Recently, the U.S. House of Representatives passed a law to address this too. It extends the time allowed for checks to ten days. Unlike the Virginia law, it has been stalled by the filibuster in the U.S. Senate. Even if that were overcome, it is uncertain that all 50 Democratic Senators would vote for it because it is part of a comprehensive background check law.
The text of H.R. 1446 Enhanced Background Check Acts of 2021 explains it this way:
The “Charleston Loophole” is the flaw in the background check system that enabled a gunman to obtain the weapon used to murder nine people and wound three others as they participated in a Bible study at the historic Emanuel AME Church in Charleston, South Carolina, in June 2015. Had the FBI background check been completed, the perpetrator of the Emanuel massacre would have been barred from purchasing a firearm. In 2019, almost 3,000 guns were sold to people with criminal records, mental illnesses, and other circumstances which disqualify them from purchasing a firearm due to the inability to complete background checks within three days. Since 1998, the “Charleston Loophole” has put over 75,000 guns into the hands of prohibited gun owners.
Worse, FiveThirtyEight just reported that due to a lack of timely information, “the FBI never finished over 316,000 background checks in the first nine months of 2020 alone — far more than in any other year on record. And that number doesn’t include October, November, and December — usually the busiest months for gun sales, when 3.4 million background checks were opened last year. In other words, it’s impossible to know how many guns were sold to people in 2020 who couldn’t legally own them because those background checks were never completed.”
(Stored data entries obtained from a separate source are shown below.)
// SPDX-License-Identifier: MIT OR Apache-2.0

//! The value tree the two engines exchange.
//!
//! [`Slot`]'s shape mirrors the descriptor that produced it: group nodes
//! yield `Group`, quantifiers yield `Absent`/`List`, and so on (the mapping
//! is documented on each [`crate::schema::Node`] variant). Composite types
//! destructure a `Slot` into their fields with the checked accessors here,
//! which fail with an invalid-state error rather than panicking when a
//! descriptor and its assemble function drift apart.

use crate::leaf::Value;
use crate::Error;

#[derive(Clone, Debug, PartialEq)]
pub enum Slot {
    /// An `Optional` that didn't match.
    Absent,

    /// A matched `Empty` presence flag.
    Present,

    /// A leaf value from an `Attribute` or `Text` descriptor.
    Scalar(Value),

    /// One entry per member of an `Ordered` or `Unordered` group, in
    /// declaration order.
    Group(Vec<Slot>),

    /// The winning arm of a `Choice` and its value.
    Choice { arm: usize, value: Box<Slot> },

    /// One entry per match of a `ZeroOrMore` or `OneOrMore` descriptor, in
    /// document order.
    List(Vec<Slot>),
}

impl Slot {
    pub fn scalar(value: Value) -> Slot {
        Slot::Scalar(value)
    }

    pub fn choice(arm: usize, value: Slot) -> Slot {
        Slot::Choice {
            arm,
            value: Box::new(value),
        }
    }

    /// `Absent` becomes `None`; everything else becomes `Some`.
    pub fn opt(self) -> Option<Slot> {
        match self {
            Slot::Absent => None,
            s => Some(s),
        }
    }

    pub fn is_present(&self) -> bool {
        !matches!(self, Slot::Absent)
    }

    pub fn into_scalar(self) -> Result<Value, Error> {
        match self {
            Slot::Scalar(v) => Ok(v),
            s => Err(mismatch("scalar", &s)),
        }
    }

    pub fn into_group(self) -> Result<Vec<Slot>, Error> {
        match self {
            Slot::Group(members) => Ok(members),
            s => Err(mismatch("group", &s)),
        }
    }

    pub fn into_choice(self) -> Result<(usize, Slot), Error> {
        match self {
            Slot::Choice { arm, value } => Ok((arm, *value)),
            s => Err(mismatch("choice", &s)),
        }
    }

    pub fn into_list(self) -> Result<Vec<Slot>, Error> {
        match self {
            Slot::List(items) => Ok(items),
            s => Err(mismatch("list", &s)),
        }
    }
}

fn mismatch(wanted: &str, got: &Slot) -> Error {
    Error::invalid_state(format!("expected {} slot, got {:?}", wanted, got))
}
On the other side of the coin, several gun measures didn’t make it to the Governor’s desk for a signature. For instance, bills to ban assault weapons, reduce the threat of guns manufactured at home without a trackable number implanted on them (also known as ghost guns), and expand background checks to rental guns didn’t make it through.
Andy Goddard, Legislative Director for the Virginia Center for Public Safety and father of Colin Goddard, who was seriously wounded in the Virginia Tech mass shooting, was heartened by the effort but far from satisfied given that gun violence remains a crisis. “While these new laws are a great step toward reducing gun violence in Virginia, they come after decades of weakening or eliminating effective gun laws. There are still many proven measures that can be implemented to reduce the still rising toll of death and injury caused by the misuse of firearms.”
Paul A. Friedman, J.D., is Executive Director of the Alexandria-based gun violence prevention nonprofit, Safer Country, safercountry.org.